The Love Guru (2008)



The Love Guru is the worst movie I've seen in quite a while (since January 28th of this year, to be exact, when I saw the loathsome Meet the Spartans). I take no pleasure in typing these words; ten years ago I looked at Mike Myers as the worthy successor to comedic heroes like Mel Brooks and the ZAZ team. Now I wonder if Dr. Evil finally perfected that cloning process and replaced Mr. Myers with a doppleganger hellbent on ruining his career and his reputation. I'd rather believe that than believe one of my former favorites has lost his way so utterly.

I recently stumbled over an old Orson Welles quote that applies here: "The enemy of art is the absence of limitations." From the outside, this looks like one of those classic examples of an artist who gets too successful and too powerful for their own good, begins to drink their own egomaniacal Kool-Aid and completely loses their ability to self-edit (let alone objectively consider the editing suggestions of others). Call it "On Deadly Ground Syndrome." Myers hasn't written anything since the third Austin Powers back in 2002, so he clearly wasn't working on a deadline and the way he combines two disparate subjects — spiritual self-help gurus and the Toronto Maple Leafs — is downright bizarre. Why fuse a character who is all about dispensing sex advice while making terrible puns with the world of professional hockey? Only because Mike Myers love these two things very dearly. And I can easily see myself getting behind a movie that had either one of those things. But both together? I love steak for dinner and cookies for desert, but don't ask me to stack them in a sandwich and eat them both at once, please.

From a technical standpoint, I give Myers credit for his new character, Maurice Pitka, a celebrity-craving guru who's greatest desire in life is to appear as a guest on The Oprah Winfrey Show. He's got a memorable look and a convincing accent. He's also got a (theoretical) comedic hook — a guy who knows nothing about love or sex dispensing doofy advice to people who are too stupid to realize they're getting shammed — but Myers wants to have his cake and eat it too. He uses Pitka to gently poke fun at L.A.'s celebrity-backed religions (and religions of celebrity) but he ultimately affirms him a legitimate philosopher. Myers even gets Deepak Chopra to pop up after the ludicrous happy ending (hint: it involves elephants having sex on a hockey rink) and validate Pitka as a fine guru indeed. Bullshit — the guy's a huckster with his nose buried in a book of tasteless jokes. Myers should have gone the extra yard and cast himself as one of the B-listers who populate Guru's L.A. ashram along with Val Kilmer and Jessica Simpson.

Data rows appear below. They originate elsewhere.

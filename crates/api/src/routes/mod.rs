//! HTTP route handlers.
//!
//! # Route Structure
//!
//! ```text
//! GET  /                          - Welcome
//! GET  /health                    - Liveness
//! GET  /health/ready              - Readiness (database)
//!
//! # Under /api/v1
//! /auth/*                         - Sign-up, login, tokens, passwords
//! /users/me/*                     - Profile, picture, fitness profile
//! /addresses, /payment-methods    - Saved checkout details
//! /products, /categories, /search - Catalog
//! /products/{id}/reviews, /reviews/{id}
//! /cart, /orders, /subscriptions, /loyalty, /notifications
//! /payments/stripe/webhook        - Gateway callbacks
//! /admin/*                        - Dashboard, catalog and order management
//! ```

pub mod account;
pub mod admin;
pub mod auth;
pub mod cart;
pub mod catalog;
pub mod form;
pub mod loyalty;
pub mod orders;
pub mod payments;
pub mod reviews;
pub mod subscriptions;

use axum::{
    Json, Router,
    extract::State,
    http::StatusCode,
    response::{IntoResponse, Response},
    routing::get,
};
use serde_json::json;

use crate::middleware::{api_rate_limiter, auth_rate_limiter};
use crate::state::AppState;

/// Prefix of every versioned route.
pub const API_PREFIX: &str = "/api/v1";

/// The complete application router without rate limits. Used by tests.
pub fn app(state: AppState) -> Router {
    build(state, false)
}

/// The application router with per-IP rate limits: strict on `/auth`, relaxed
/// elsewhere. Gateway callbacks are not limited.
pub fn rate_limited_app(state: AppState) -> Router {
    build(state, true)
}

fn build(state: AppState, rate_limited: bool) -> Router {
    let mut credentials = auth::router();
    let mut api = api_routes();
    if rate_limited {
        credentials = credentials.layer(auth_rate_limiter());
        api = api.layer(api_rate_limiter());
    }

    Router::new()
        .route("/", get(root))
        .route("/health", get(health))
        .route("/health/ready", get(readiness))
        .nest(
            API_PREFIX,
            credentials.merge(api).merge(payments::router()),
        )
        .with_state(state)
}

/// Versioned routes other than `/auth` and the gateway callbacks.
pub fn api_routes() -> Router<AppState> {
    Router::new()
        .merge(account::router())
        .merge(catalog::router())
        .merge(reviews::router())
        .merge(cart::router())
        .merge(orders::router())
        .merge(subscriptions::router())
        .merge(loyalty::router())
        .nest("/admin", admin::router())
}

async fn root() -> Json<serde_json::Value> {
    Json(json!({
        "message": "Welcome to the BeFit API",
        "version": env!("CARGO_PKG_VERSION"),
        "status": "online",
    }))
}

/// Liveness check.
pub async fn health() -> Json<serde_json::Value> {
    Json(json!({ "status": "healthy" }))
}

/// Readiness check against the database connection.
pub async fn readiness(State(state): State<AppState>) -> Response {
    match sqlx::query("SELECT 1").execute(state.pool()).await {
        Ok(_) => Json(json!({ "status": "ready", "database": "connected" })).into_response(),
        Err(e) => {
            tracing::error!(error = %e, "Readiness check failed");
            (
                StatusCode::SERVICE_UNAVAILABLE,
                Json(json!({ "status": "not_ready", "database": "disconnected" })),
            )
                .into_response()
        }
    }
}
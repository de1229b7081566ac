//! Product reviews.
//!
//! A review must point at a delivered order of the reviewer that contains the
//! product. Only the author may edit or delete it.

use axum::{
    Json, Router,
    extract::{Path, State},
    http::StatusCode,
    routing::{get, put},
};
use tracing::{info, instrument};

use befit_core::{ProductId, ReviewId};

use crate::db::{OrderRepository, ProductRepository, ReviewRepository};
use crate::error::AppError;
use crate::middleware::RequireAuth;
use crate::models::{Review, ReviewInput, ReviewUpdate, User};
use crate::state::AppState;
use crate::validation::validate_rating;

/// Build the reviews router.
pub fn router() -> Router<AppState> {
    Router::new()
        .route(
            "/products/{id}/reviews",
            get(list_reviews).post(create_review),
        )
        .route("/reviews/{id}", put(update_review).delete(delete_review))
}

pub async fn list_reviews(
    State(state): State<AppState>,
    Path(product_id): Path<ProductId>,
) -> Result<Json<Vec<Review>>, AppError> {
    if ProductRepository::new(state.pool())
        .get(product_id)
        .await?
        .is_none()
    {
        return Err(product_not_found(product_id));
    }
    let reviews = ReviewRepository::new(state.pool())
        .list_for_product(product_id)
        .await?;
    Ok(Json(reviews))
}

#[instrument(skip(state, user, body), fields(user_id = %user.id))]
pub async fn create_review(
    State(state): State<AppState>,
    RequireAuth(user): RequireAuth,
    Path(product_id): Path<ProductId>,
    Json(body): Json<ReviewInput>,
) -> Result<(StatusCode, Json<Review>), AppError> {
    validate_rating(body.rating)?;
    if ProductRepository::new(state.pool())
        .get(product_id)
        .await?
        .is_none()
    {
        return Err(product_not_found(product_id));
    }

    let eligible = OrderRepository::new(state.pool())
        .delivered_order_contains(user.id, body.order_id, product_id)
        .await?;
    if !eligible {
        return Err(AppError::BadRequest(
            "You can only review products from your delivered orders".to_string(),
        ));
    }

    let review = ReviewRepository::new(state.pool())
        .create(
            user.id,
            product_id,
            body.order_id,
            body.rating,
            text_of(body.review_text.as_deref()),
        )
        .await?;

    info!(review_id = %review.id, product_id = %product_id, "Review created");
    Ok((StatusCode::CREATED, Json(review)))
}

#[instrument(skip(state, user, body), fields(user_id = %user.id))]
pub async fn update_review(
    State(state): State<AppState>,
    RequireAuth(user): RequireAuth,
    Path(id): Path<ReviewId>,
    Json(body): Json<ReviewUpdate>,
) -> Result<Json<Review>, AppError> {
    if let Some(rating) = body.rating {
        validate_rating(rating)?;
    }
    owned_review(&state, &user, id).await?;

    let review = ReviewRepository::new(state.pool())
        .update(id, body.rating, text_change(body.review_text.as_deref()))
        .await?;
    Ok(Json(review))
}

#[instrument(skip(state, user), fields(user_id = %user.id))]
pub async fn delete_review(
    State(state): State<AppState>,
    RequireAuth(user): RequireAuth,
    Path(id): Path<ReviewId>,
) -> Result<StatusCode, AppError> {
    owned_review(&state, &user, id).await?;
    ReviewRepository::new(state.pool()).delete(id).await?;
    Ok(StatusCode::NO_CONTENT)
}

async fn owned_review(state: &AppState, user: &User, id: ReviewId) -> Result<Review, AppError> {
    let review = ReviewRepository::new(state.pool())
        .get(id)
        .await?
        .ok_or_else(|| AppError::NotFound(format!("Review with ID {id} not found")))?;
    if review.user_id != user.id {
        return Err(AppError::Forbidden(
            "You can only modify your own reviews".to_string(),
        ));
    }
    Ok(review)
}

fn text_of(text: Option<&str>) -> Option<&str> {
    text.map(str::trim).filter(|text| !text.is_empty())
}

/// A blank text clears the review's text; an absent one keeps it.
fn text_change(text: Option<&str>) -> Option<Option<&str>> {
    text.map(|text| text_of(Some(text)))
}

fn product_not_found(id: ProductId) -> AppError {
    AppError::NotFound(format!("Product with ID {id} not found"))
}

#[cfg(test)]
mod tests {
    use super::*;

    #[test]
    fn test_review_text_is_trimmed() {
        assert_eq!(text_of(Some("  Great taste ")), Some("Great taste"));
        assert_eq!(text_of(Some("   ")), None);
        assert_eq!(text_of(None), None);
    }

    #[test]
    fn test_blank_update_text_clears_the_review() {
        assert_eq!(text_change(None), None);
        assert_eq!(text_change(Some("")), Some(None));
        assert_eq!(text_change(Some("  ")), Some(None));
        assert_eq!(text_change(Some(" Mixes well ")), Some(Some("Mixes well")));
    }
}
//! Admin category management.

use axum::{
    Json, Router,
    extract::{Path, State},
    http::StatusCode,
    routing::{post, put},
};

use befit_core::CategoryId;

use crate::db::{CategoryRepository, RepositoryError};
use crate::error::AppError;
use crate::middleware::RequireAdmin;
use crate::models::{Category, CategoryInput};
use crate::state::AppState;
use crate::validation::validate_category_name;

pub fn router() -> Router<AppState> {
    Router::new()
        .route("/categories", post(create_category))
        .route(
            "/categories/{id}",
            put(update_category).delete(delete_category),
        )
}

pub async fn create_category(
    State(state): State<AppState>,
    _admin: RequireAdmin,
    Json(body): Json<CategoryInput>,
) -> Result<(StatusCode, Json<Category>), AppError> {
    validate_category_name(&body.name)?;
    let category = CategoryRepository::new(state.pool()).create(&body).await?;
    Ok((StatusCode::CREATED, Json(category)))
}

pub async fn update_category(
    State(state): State<AppState>,
    _admin: RequireAdmin,
    Path(id): Path<CategoryId>,
    Json(body): Json<CategoryInput>,
) -> Result<Json<Category>, AppError> {
    validate_category_name(&body.name)?;
    let category = CategoryRepository::new(state.pool())
        .update(id, &body)
        .await
        .map_err(|e| category_error(id, e))?;
    Ok(Json(category))
}

/// Products of a deleted category become uncategorized.
pub async fn delete_category(
    State(state): State<AppState>,
    _admin: RequireAdmin,
    Path(id): Path<CategoryId>,
) -> Result<StatusCode, AppError> {
    CategoryRepository::new(state.pool())
        .delete(id)
        .await
        .map_err(|e| category_error(id, e))?;
    Ok(StatusCode::NO_CONTENT)
}

fn category_error(id: CategoryId, err: RepositoryError) -> AppError {
    match err {
        RepositoryError::NotFound => AppError::NotFound(format!("Category with ID {id} not found")),
        other => AppError::Database(other),
    }
}
//! Admin user management.

use axum::{
    Json, Router,
    extract::{Path, Query, State},
    routing::{get, patch},
};
use serde::{Deserialize, Serialize};
use tracing::{info, instrument};

use befit_core::{UserId, UserRole};

use crate::db::{RepositoryError, UserRepository};
use crate::error::AppError;
use crate::middleware::RequireAdmin;
use crate::models::User;
use crate::state::AppState;
use crate::validation::Pagination;

pub fn router() -> Router<AppState> {
    Router::new()
        .route("/users", get(list_users))
        .route("/users/{id}/status", patch(set_status))
        .route("/users/{id}/role", patch(set_role))
}

#[derive(Debug, Default, Deserialize)]
pub struct UserListQuery {
    pub page: Option<i64>,
    pub limit: Option<i64>,
}

#[derive(Debug, Serialize)]
pub struct UserPage {
    pub users: Vec<User>,
    pub total: i64,
    pub page: i64,
    pub limit: i64,
    pub total_pages: i64,
}

#[derive(Debug, Deserialize)]
pub struct StatusChange {
    pub account_status: bool,
}

#[derive(Debug, Deserialize)]
pub struct RoleChange {
    pub role: UserRole,
}

pub async fn list_users(
    State(state): State<AppState>,
    _admin: RequireAdmin,
    Query(query): Query<UserListQuery>,
) -> Result<Json<UserPage>, AppError> {
    let pagination = Pagination::from_query(query.page, query.limit).validate()?;
    let (users, total) = UserRepository::new(state.pool())
        .list(pagination.limit, pagination.offset())
        .await?;

    Ok(Json(UserPage {
        users,
        total,
        page: pagination.page,
        limit: pagination.limit,
        total_pages: pagination.total_pages(total),
    }))
}

/// Activate or deactivate an account. Admins cannot deactivate themselves.
#[instrument(skip(state, admin, body), fields(admin_id = %admin.id))]
pub async fn set_status(
    State(state): State<AppState>,
    RequireAdmin(admin): RequireAdmin,
    Path(id): Path<UserId>,
    Json(body): Json<StatusChange>,
) -> Result<Json<User>, AppError> {
    reject_self(&admin, id, "You cannot change your own account status")?;
    let user = UserRepository::new(state.pool())
        .set_account_status(id, body.account_status)
        .await
        .map_err(|e| user_error(id, e))?;
    info!(user_id = %id, active = body.account_status, "Account status changed");
    Ok(Json(user))
}

/// Change a user's role. Admins cannot demote themselves.
#[instrument(skip(state, admin, body), fields(admin_id = %admin.id))]
pub async fn set_role(
    State(state): State<AppState>,
    RequireAdmin(admin): RequireAdmin,
    Path(id): Path<UserId>,
    Json(body): Json<RoleChange>,
) -> Result<Json<User>, AppError> {
    reject_self(&admin, id, "You cannot change your own role")?;
    let user = UserRepository::new(state.pool())
        .set_role(id, body.role)
        .await
        .map_err(|e| user_error(id, e))?;
    info!(user_id = %id, role = %body.role, "Role changed");
    Ok(Json(user))
}

fn reject_self(admin: &User, target: UserId, message: &str) -> Result<(), AppError> {
    if admin.id == target {
        return Err(AppError::BadRequest(message.to_string()));
    }
    Ok(())
}

fn user_error(id: UserId, err: RepositoryError) -> AppError {
    match err {
        RepositoryError::NotFound => AppError::NotFound(format!("User with ID {id} not found")),
        other => AppError::Database(other),
    }
}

Kudos to Stephen Colbert, who brings something new to the now-obligatory "wacky" play-by-play broadcaster, a trope that's in serious danger of becoming as clichéd as the cliché it's supposed to send up (see Fred Willard in Best in Show, Jason Bateman in Dodgeball, Will Arnett in Semi-Pro et al.). And Justin Timberlake does a nice job too, as Jacques "Le Coq" Grande, who looks like something out of the 80s cokehead period of Boogie Nights, talks in a French Canadian accent, and loves Celine Dion. He has a really funny sound gag that involves an enormous penis thudding to the floor. But other than that, there's nothing else to single out for praise. Jessica Alba remains a painfully attractive woman but on the scale of Mike Myers Female Co-Stars she rates below Beyonce, and not even worth comparing to the comedic heights of multitalented hotties like Elizabeth Hurley or Tia Carrere. Casting Verne Troyer as the head coach of the Maple Leaps does nothing except give one of Myers' friend some work and, astonishingly, his "Coach Cherkov" is only the second worst character name in the piece (I'd rank Sir Ben Kingsley's "Guru Tugginmypudha" as numero uno). In Austin Powers, the hokey pun names (like, say, Alotta Fagina) were funny because they were a jab of the hokey pun names in actual James Bond movies (like, say, Holly Goodhead). Here Myers seems to miss that crucial distinction and just piles them on. It's a move that reeks of desperation.

It's not even a situation where you can laugh at The Love Guru instead of with it (although the scene with the humping elephants, coupled with the comments I heard Myers make on the radio where he called the hockey scenes in the film "very authentic," comes pretty close). There was a sadness to the first Austin Powers, before the series devolved into wall-to-wall jokes, in that scene where the always manic Austin sits down and realizes all the things he's lost in his decades of cryo-slumber. There could be something sad about Guru Pitka too, but Myers doesn't really reflect on it at any point. He just tosses off another bad joke, flashes that exaggeratedly toothy grin, and preps his next little person insult for Verne Troyer (we get it; he's short). After 95 uninspired minutes, that gets pretty sad too.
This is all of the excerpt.